雍显说:“这里有很多部落,他们由酋长来管理,不同的部落有不同的文化,不同的习惯,有的非常友好,有的却充满敌意,你最好别到处乱跑。”
经过一个小镇,他指着一个破旧的二层楼建筑说:“那里是当地的钻石交易市场。”
印像里光华闪闪的钻石都是阵列在精致的玻璃箱里,被柔软的天鹅绒簇拥着,很难想象,它们最初的交易地点,却是这样的破旧简陋.
一个半小时之后,就到达了矿区,马克给她介绍:“我们差不多穿越了半个塞拉利昂。”
知道雍显要来,负责矿区的经理已经把他们住的地方打扫出来了,简易的铁皮房,这在当地已经算很好的房子里,雍显要去矿区视察,她就留在房子里整理东西,他走之前,她把防虫药水拿出来给他全身擦了个遍。

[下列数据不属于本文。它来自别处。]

impl<C: PeerConnector> ReplicationService<C> {
    /// Open the service with a custom transport.
    pub async fn with_connector(config: ReplicationConfig, connector: Arc<C>) -> Result<Self> {
        config.validate()?;
        let db = Database::open(&config.store).await?;
        let truths = TruthStore::new(&db);
        let nodes = NodeRegistry::new(&db);

        metrics::set_registered_nodes(nodes.count().await?);
        info!(
            node_id = %config.local_node_id,
            path = %db.path(),
            max_concurrent_syncs = config.sync.max_concurrent_syncs,
            "Replication service opened"
        );

        Ok(Self {
            engine: SyncEngine::new(&config.sync),
            bulkhead: Bulkhead::new(config.sync.max_concurrent_syncs),
            node_locks: NodeLocks::new(),
            syncs_in_flight: AtomicUsize::new(0),
            receive_lock: Mutex::new(()),
            config,
            db,
            truths,
            nodes,
            connector,
        })
    }

    pub fn config(&self) -> &ReplicationConfig {
        &self.config
    }

    /// This node's identity, as reported by the handshake endpoint.
    pub fn node_id(&self) -> &str {
        &self.config.local_node_id
    }

    /// Number of sync passes currently running.
    pub fn syncs_in_flight(&self) -> usize {
        self.syncs_in_flight.load(Ordering::SeqCst)
    }

    // =========================================================================
    // Nodes
    // =========================================================================

    pub async fn add_node(&self, name: &str, endpoint: &str, api_key: Option<&str>) -> Result<Node> {
        let node = self.nodes.register(name, endpoint, api_key).await?;
        metrics::set_registered_nodes(self.nodes.count().await?);
        Ok(node)
    }

    /// All nodes, without credentials.
    pub async fn list_nodes(&self) -> Result<Vec<Node>> {
        self.nodes.list().await
    }

    pub async fn get_node(&self, id: NodeId) -> Result<Node> {
        self.nodes.get(id).await
    }

    /// Remove a node. Does not sync; a pass already running finishes on its own.
    pub async fn delete_node(&self, id: NodeId) -> Result<()> {
        self.nodes.remove(id).await?;
        self.node_locks.remove(id);
        metrics::set_registered_nodes(self.nodes.count().await?);
        Ok(())
    }

    /// Push every local truth the node lacks.
    ///
    /// Transport failures come back inside the [`SyncResult`], never as `Err`.
    /// `Err` means the node is unknown (`NotFound`), already syncing
    /// (`Conflict`), or the local store failed.
    pub async fn sync_node(&self, id: NodeId) -> Result<SyncResult> {
        let node = self.nodes.get(id).await?;

        let _node_guard = match self.node_locks.try_lock(id) {
            Some(guard) => guard,
            None => {
                metrics::record_sync_rejected(id);
                warn!(node_id = id, "Sync already in progress, rejecting");
                return Err(ReplicationError::Conflict { node_id: id });
            }
        };

        let wait_started = Instant::now();
        let _permit = self
            .bulkhead
            .acquire()
            .await
            .map_err(|e| ReplicationError::Internal(e.to_string()))?;
        metrics::record_sync_slot_wait(wait_started.elapsed());
        let _in_flight = InFlight::enter(&self.syncs_in_flight);

        let api_key = self.nodes.credentials(id).await?;
        let outcome = match self.connector.connect(&node, &api_key) {
            Ok(peer) => self.engine.sync(&node, peer.as_ref(), &self.truths).await?,
            Err(e) => {
                warn!(node_id = id, error = %e, "Cannot build peer client");
                metrics::record_error(e.kind_label());
                SyncOutcome {
                    result: SyncResult {
                        node_id: id,
                        synced_count: 0,
                        error: Some(e.to_string()),
                    },
                    status: NodeStatus::Error,
                    attempted_at: DateTime::from_timestamp_millis(now_millis())
                        .unwrap_or_else(Utc::now),
                }
            }
        };

        match self
            .nodes
            .update_status(id, outcome.status, outcome.attempted_at)
            .await
        {
            Ok(()) => {}
            Err(ReplicationError::NotFound { .. }) => {
                warn!(node_id = id, "Node deleted during sync, status not recorded");
                self.node_locks.remove(id);
            }
            Err(e) => {
                error!(node_id = id, error = %e, "Failed to record sync status");
                return Err(e);
            }
        }

        info!(
            node_id = id,
            synced = outcome.result.synced_count,
            status = %outcome.status,
            "Sync finished"
        );
        Ok(outcome.result)
    }

    // =========================================================================
    // Truths
    // =========================================================================

    pub async fn add_truth(&self, content: &str, source: Option<&str>, topics: &[String]) -> Result<Truth> {
        self.truths.add(content, source, topics).await
    }

    pub async fn get_truth(&self, id: TruthId) -> Result<Truth> {
        self.truths.get(id).await
    }

    pub async fn delete_truth(&self, id: TruthId) -> Result<()> {
        self.truths.delete(id).await
    }

    pub async fn list_truths(&self) -> Result<Vec<Truth>> {
        self.truths.list().await
    }

    pub async fn list_truths_page(&self, offset: usize, limit: usize) -> Result<Vec<Truth>> {
        self.truths.list_page(offset, limit).await
    }

    pub async fn list_topics(&self) -> Result<BTreeSet<String>> {
        self.truths.list_topics().await
    }

    /// Search by content substring or topic. An empty query is rejected.
    pub async fn search_truths(&self, query: &str, kind: SearchKind, limit: usize) -> Result<Vec<Truth>> {
        let query = query.trim();
        if query.is_empty() {
            return Err(ReplicationError::validation("Query is required"));
        }
        match kind {
            SearchKind::Text | SearchKind::Semantic => self.truths.search_text(query, limit).await,
            SearchKind::Topic => self.truths.by_topic(query, limit).await,
        }
    }

    pub async fn truths_by_topic(&self, topic: &str, limit: usize) -> Result<Vec<Truth>> {
        self.truths.by_topic(topic, limit).await
    }

    pub async fn append_topics(&self, id: TruthId, topics: &[String]) -> Result<Truth> {
        self.truths.append_topics(id, topics).await
    }

    /// Accept truths pushed by another node.
    ///
    /// Entries with empty content, or content already stored, are skipped.
    pub async fn receive_truths(&self, batch: Vec<TruthPayload>) -> Result<ReceiveSummary> {
        let mut summary = ReceiveSummary {
            received: batch.len(),
            created: 0,
        };

        let _serialized = self.receive_lock.lock().await;
        for payload in batch {
            if payload.content.trim().is_empty() {
                continue;
            }
            if self.truths.find_by_content(&payload.content).await?.is_some() {
                continue;
            }
            let topics: Vec<String> = payload.topics.into_iter().collect();
            self.truths
                .add(&payload.content, payload.source.as_deref(), &topics)
                .await?;
            summary.created += 1;
        }

        metrics::record_truths_received(summary.received, summary.created);
        debug!(received = summary.received, created = summary.created, "Inbound truths processed");
        Ok(summary)
    }

    // =========================================================================
    // Lifecycle
    // =========================================================================

    /// Health for monitoring endpoints. Performs no network I/O.
    pub async fn health(&self) -> HealthCheck {
        let truths = self.truths.count().await;
        let nodes = self.nodes.list().await;
        let healthy = truths.is_ok() && nodes.is_ok();

        if let Err(e) = truths.as_ref() {
            warn!(error = %e, "Health check: truth store unavailable");
        }

        let nodes = nodes.unwrap_or_default();
        let by_status = |status: NodeStatus| nodes.iter().filter(|n| n.status == status).count();

        HealthCheck {
            node_id: self.config.local_node_id.clone(),
            healthy,
            truths: truths.unwrap_or(0),
            nodes_total: nodes.len(),
            nodes_active: by_status(NodeStatus::Active),
            nodes_inactive: by_status(NodeStatus::Inactive),
            nodes_error: by_status(NodeStatus::Error),
            syncs_in_flight: self.syncs_in_flight(),
            max_concurrent_syncs: self.bulkhead.max_concurrent(),
        }
    }

    /// Flush and close the database.
    pub async fn close(&self) {
        info!(node_id = %self.config.local_node_id, "Closing replication service");
        self.db.close().await;
    }
}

她把药水倒在掌心,蹲下/身去从他的腿由下往上一点点擦得非常的仔细,就怕有带疟疾的蚊子咬到他,他开心的笑着,很享受她把他当小孩子看,细致专注的样子,证明她在心疼他。
他低头轻轻吻她的额心:“别乱跑,我很快就回来。”
她听雍显说除了矿区的生产用电外,这周围是不通电的,现在正值旱季,天气闷热,怕她觉得热,要用电风扇,这电是特地从矿区牵过来的,水在这个季节特别的珍贵,只能满足饮用,洗澡得自己想办法。